The Lord is Near to All Who Call on Him, to All Who Call in Truth…. Even the superscription defines this as a song of praise. Another acrostic poem, its form demonstrates completeness…a highly appropriate technique for a song of praise. This psalm invites hearers to live in God's world.
The Lord Sets Prisoners Free, the Lord Gives Sight to the Blind…The last five psalms in the Book of Psalms are called Halleluiah psalms. They all open and close with the refrain, "Praise the Lord" (hallelu-yah). This particular song exhorts people not to trust in themselves, but in God.
He Heals the Brokenhearted and Binds Up Their Wounds…The two topics of consideration in this psalm are creation and deliverance. The way God deals with His people fulfills His larger purposes of creation.

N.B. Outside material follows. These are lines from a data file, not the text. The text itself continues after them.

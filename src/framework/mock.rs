//! # Mock Sources & Testing Guide
//!
//! Bindings are asynchronous, and the interesting bugs live in the order in which fetches
//! settle. This module gives tests full control over that order without a real server.
//!
//! ## When to use which
//!
//! | Feature | `create_mock_source` | `MockSource` | Real `ServerClient` |
//! |---------|----------------------|--------------|---------------------|
//! | **Settle order** | Chosen by the test | Request order | Request order |
//! | **Determinism** | 100% | 100% | Subject to scheduler |
//! | **Error injection** | Any, at any time | Queued (`return_err`) | Hard |
//! | **Use case** | Races, stale results, save conflicts | Straight-line flows | Full system |
//!
//! ## Pattern 1: Hand-driven responses
//!
//! [`create_mock_source`] returns a source plus the receiving end of its request channel.
//! Each request carries a oneshot responder, so the test decides when (and whether) each
//! fetch settles.
//!
//! ```rust
//! use view_binding::framework::mock::{create_mock_source, expect_read};
//! use view_binding::framework::{AsyncResourceBinding, ResourceState};
//!
//! #[tokio::main]
//! async fn main() {
//!     let (source, mut requests) = create_mock_source::<&'static str, u32>(10);
//!     let binding = AsyncResourceBinding::new(source);
//!
//!     let slow = binding.load("first").unwrap();
//!     let fast = binding.load("second").unwrap();
//!     // Both reads are in flight; tasks may reach the channel in either order.
//!     let mut pending = vec![
//!         expect_read(&mut requests).await.unwrap(),
//!         expect_read(&mut requests).await.unwrap(),
//!     ];
//!     pending.sort_by_key(|(key, _)| *key);
//!     let (_, first) = pending.remove(0);
//!     let (_, second) = pending.remove(0);
//!
//!     second.send(Ok(2)).unwrap();
//!     fast.await.unwrap();
//!     first.send(Ok(1)).unwrap();
//!     slow.await.unwrap();
//!
//!     // The slow, older fetch never overwrites the newer value.
//!     assert_eq!(binding.snapshot(), ResourceState::Ready(2));
//! }
//! ```
//!
//! ## Pattern 2: Queued expectations
//!
//! [`MockSource`] answers requests from a queue of expectations, in order, and panics on
//! a mismatch. Call [`MockSource::verify`] at the end to make sure every expectation was used.
//!
//! ```rust
//! use view_binding::framework::mock::MockSource;
//! use view_binding::framework::{AsyncResourceBinding, FetchError, ResourceStatus};
//!
//! #[tokio::main]
//! async fn main() {
//!     let mut mock = MockSource::<u32, String>::new();
//!     mock.expect_read(1).return_err(FetchError::Transport("offline".into()));
//!
//!     let binding = AsyncResourceBinding::new(mock.source());
//!     binding.bind(1);
//!     assert_eq!(binding.settled().await.status(), ResourceStatus::Error);
//!     mock.verify();
//! }
//! ```

use super::error::FetchError;
use super::fetch::{Fetch, Store};
use async_trait::async_trait;
use std::collections::VecDeque;
use std::fmt::Debug;
use std::sync::{Arc, Mutex};
use tokio::sync::{mpsc, oneshot};

/// Type alias for the one-shot channel a mock request is answered on.
pub type Responder<T> = oneshot::Sender<Result<T, FetchError>>;

/// A request observed by a mock source.
#[derive(Debug)]
pub enum FetchRequest<K, T> {
    Read {
        key: K,
        respond_to: Responder<T>,
    },
    Write {
        key: K,
        value: T,
        respond_to: Responder<T>,
    },
}

/// A [`Fetch`]/[`Store`] that forwards every call as a [`FetchRequest`] over a channel.
pub struct ChannelSource<K, T> {
    sender: mpsc::Sender<FetchRequest<K, T>>,
}

impl<K, T> Clone for ChannelSource<K, T> {
    fn clone(&self) -> Self {
        Self {
            sender: self.sender.clone(),
        }
    }
}

impl<K, T> ChannelSource<K, T>
where
    K: Send,
    T: Send,
{
    async fn request(
        &self,
        build: impl FnOnce(Responder<T>) -> FetchRequest<K, T>,
    ) -> Result<T, FetchError> {
        let (respond_to, response) = oneshot::channel();
        self.sender
            .send(build(respond_to))
            .await
            .map_err(|_| FetchError::Transport("mock source closed".into()))?;
        response
            .await
            .map_err(|_| FetchError::Transport("mock dropped the request".into()))?
    }
}

#[async_trait]
impl<K, T> Fetch<K, T> for ChannelSource<K, T>
where
    K: Clone + Send + Sync + 'static,
    T: Send + 'static,
{
    async fn read(&self, key: &K) -> Result<T, FetchError> {
        let key = key.clone();
        self.request(|respond_to| FetchRequest::Read { key, respond_to })
            .await
    }
}

#[async_trait]
impl<K, T> Store<K, T> for ChannelSource<K, T>
where
    K: Clone + Send + Sync + 'static,
    T: Send + 'static,
{
    async fn write(&self, key: &K, value: T) -> Result<T, FetchError> {
        let key = key.clone();
        self.request(|respond_to| FetchRequest::Write {
            key,
            value,
            respond_to,
        })
        .await
    }
}

/// Creates a mock source and the receiver its requests arrive on.
pub fn create_mock_source<K, T>(
    buffer_size: usize,
) -> (ChannelSource<K, T>, mpsc::Receiver<FetchRequest<K, T>>) {
    let (sender, receiver) = mpsc::channel(buffer_size);
    (ChannelSource { sender }, receiver)
}

/// Helper to verify that the next request is a read
pub async fn expect_read<K, T>(
    receiver: &mut mpsc::Receiver<FetchRequest<K, T>>,
) -> Option<(K, Responder<T>)> {
    match receiver.recv().await {
        Some(FetchRequest::Read { key, respond_to }) => Some((key, respond_to)),
        _ => None,
    }
}

/// Helper to verify that the next request is a write
pub async fn expect_write<K, T>(
    receiver: &mut mpsc::Receiver<FetchRequest<K, T>>,
) -> Option<(K, T, Responder<T>)> {
    match receiver.recv().await {
        Some(FetchRequest::Write {
            key,
            value,
            respond_to,
        }) => Some((key, value, respond_to)),
        _ => None,
    }
}

// =============================================================================
// EXPECTATION BUILDER API
// =============================================================================

enum Reply<T> {
    Fixed(Result<T, FetchError>),
    /// Answer a write with the written value passed through `f`.
    Derive(Box<dyn FnOnce(T) -> Result<T, FetchError> + Send>),
}

enum Expectation<K, T> {
    Read { key: K, reply: Result<T, FetchError> },
    Write { key: K, reply: Reply<T> },
}

type Queue<K, T> = Arc<Mutex<VecDeque<Expectation<K, T>>>>;

/// A mock source answering from a queue of expectations.
///
/// # Example
/// ```ignore
/// let mut mock = MockSource::<u32, User>::new();
/// mock.expect_read(1).return_ok(user.clone());
/// mock.expect_write(1).echo();
///
/// let controller = EditableResourceController::new("user", mock.source());
/// // ...
/// mock.verify(); // Ensures all expectations were met
/// ```
pub struct MockSource<K, T> {
    source: ChannelSource<K, T>,
    expectations: Queue<K, T>,
    _handle: tokio::task::JoinHandle<()>,
}

impl<K, T> Default for MockSource<K, T>
where
    K: PartialEq + Debug + Send + 'static,
    T: Send + 'static,
{
    fn default() -> Self {
        Self::new()
    }
}

impl<K, T> MockSource<K, T>
where
    K: PartialEq + Debug + Send + 'static,
    T: Send + 'static,
{
    /// Creates a new mock with no expectations. Must be called inside a Tokio runtime.
    pub fn new() -> Self {
        let (source, mut receiver) = create_mock_source::<K, T>(100);
        let expectations: Queue<K, T> = Arc::new(Mutex::new(VecDeque::new()));
        let queue = expectations.clone();

        let handle = tokio::spawn(async move {
            while let Some(request) = receiver.recv().await {
                let expectation = queue.lock().unwrap().pop_front();

                match (request, expectation) {
                    (
                        FetchRequest::Read { key, respond_to },
                        Some(Expectation::Read {
                            key: expected,
                            reply,
                        }),
                    ) => {
                        assert_eq!(key, expected, "read for unexpected key");
                        let _ = respond_to.send(reply);
                    }
                    (
                        FetchRequest::Write {
                            key,
                            value,
                            respond_to,
                        },
                        Some(Expectation::Write {
                            key: expected,
                            reply,
                        }),
                    ) => {
                        assert_eq!(key, expected, "write for unexpected key");
                        let reply = match reply {
                            Reply::Fixed(result) => result,
                            Reply::Derive(f) => f(value),
                        };
                        let _ = respond_to.send(reply);
                    }
                    _ => {
                        panic!("Unexpected request or expectation mismatch");
                    }
                }
            }
        });

        Self {
            source,
            expectations,
            _handle: handle,
        }
    }

    /// Returns the source to hand to bindings under test.
    pub fn source(&self) -> ChannelSource<K, T> {
        self.source.clone()
    }

    /// Expects a read of `key`.
    pub fn expect_read(&mut self, key: K) -> ReadExpectationBuilder<K, T> {
        ReadExpectationBuilder {
            key,
            expectations: self.expectations.clone(),
        }
    }

    /// Expects a write to `key`.
    pub fn expect_write(&mut self, key: K) -> WriteExpectationBuilder<K, T> {
        WriteExpectationBuilder {
            key,
            expectations: self.expectations.clone(),
        }
    }

    /// Verifies that all expectations were met.
    pub fn verify(&self) {
        let exps = self.expectations.lock().unwrap();
        if !exps.is_empty() {
            panic!("Not all expectations were met. {} remaining", exps.len());
        }
    }
}

/// Builder for read expectations.
pub struct ReadExpectationBuilder<K, T> {
    key: K,
    expectations: Queue<K, T>,
}

impl<K, T> ReadExpectationBuilder<K, T> {
    pub fn return_ok(self, value: T) {
        self.push(Ok(value));
    }

    pub fn return_err(self, error: FetchError) {
        self.push(Err(error));
    }

    fn push(self, reply: Result<T, FetchError>) {
        let mut exps = self.expectations.lock().unwrap();
        exps.push_back(Expectation::Read {
            key: self.key,
            reply,
        });
    }
}

/// Builder for write expectations.
pub struct WriteExpectationBuilder<K, T> {
    key: K,
    expectations: Queue<K, T>,
}

impl<K, T: 'static> WriteExpectationBuilder<K, T> {
    pub fn return_ok(self, value: T) {
        self.push(Reply::Fixed(Ok(value)));
    }

    pub fn return_err(self, error: FetchError) {
        self.push(Reply::Fixed(Err(error)));
    }

    /// Answers with whatever was written.
    pub fn echo(self) {
        self.push(Reply::Derive(Box::new(|value: T| Ok(value))));
    }

    /// Answers with the written value rewritten by `f`, the way a server normalises input.
    pub fn respond_with(self, f: impl FnOnce(T) -> T + Send + 'static) {
        self.push(Reply::Derive(Box::new(move |value: T| Ok(f(value)))));
    }

    fn push(self, reply: Reply<T>) {
        let mut exps = self.expectations.lock().unwrap();
        exps.push_back(Expectation::Write {
            key: self.key,
            reply,
        });
    }
}

#[cfg(test)]
mod tests {
    use super::*;

    #[tokio::test]
    async fn test_channel_source_round_trip() {
        let (source, mut receiver) = create_mock_source::<u32, String>(10);

        let read_task = tokio::spawn({
            let source = source.clone();
            async move { source.read(&4).await }
        });
        let (key, responder) = expect_read(&mut receiver).await.expect("Expected read");
        assert_eq!(key, 4);
        responder.send(Ok("four".into())).unwrap();
        assert_eq!(read_task.await.unwrap(), Ok("four".to_string()));

        let write_task = tokio::spawn(async move { source.write(&4, "FOUR".into()).await });
        let (key, value, responder) = expect_write(&mut receiver).await.expect("Expected write");
        assert_eq!((key, value.as_str()), (4, "FOUR"));
        drop(responder);
        assert!(matches!(
            write_task.await.unwrap(),
            Err(FetchError::Transport(_))
        ));
    }

    #[tokio::test]
    async fn test_mock_source_with_expectations() {
        let mut mock = MockSource::<u32, String>::new();
        mock.expect_read(1).return_ok("alice".into());
        mock.expect_write(1).respond_with(|v| v.to_uppercase());

        let source = mock.source();
        assert_eq!(source.read(&1).await.unwrap(), "alice");
        assert_eq!(source.write(&1, "bob".into()).await.unwrap(), "BOB");

        mock.verify();
    }
}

Let Them Praise the Name of the Lord, For He Commanded and They Were Created…This psalm takes the element of creation mentioned in song 147 and expands on it. It calls on all of creation, every aspect of it, to praise God.
Let Them Praise His Name With Dancing…This song of praise remembers the oppressors and asks for judgment upon them. Talk of revenge is hard to accept in a praise-filled psalm, but the context was, no doubt, post-exilic and it affirms God's character to right the wrongs that have been committed.
Praise Him With the Sounding of the Trumpet…Let Everything That Has Breath Praise the Lord…This nicely sums up the whole collection. The mention of musical instruments in this psalm suggests music was a part their worship, just as it is today. The music invites us to abandon our cares to God and to entrust our lives to him: a fitting conclusion to the psalms, as a whole.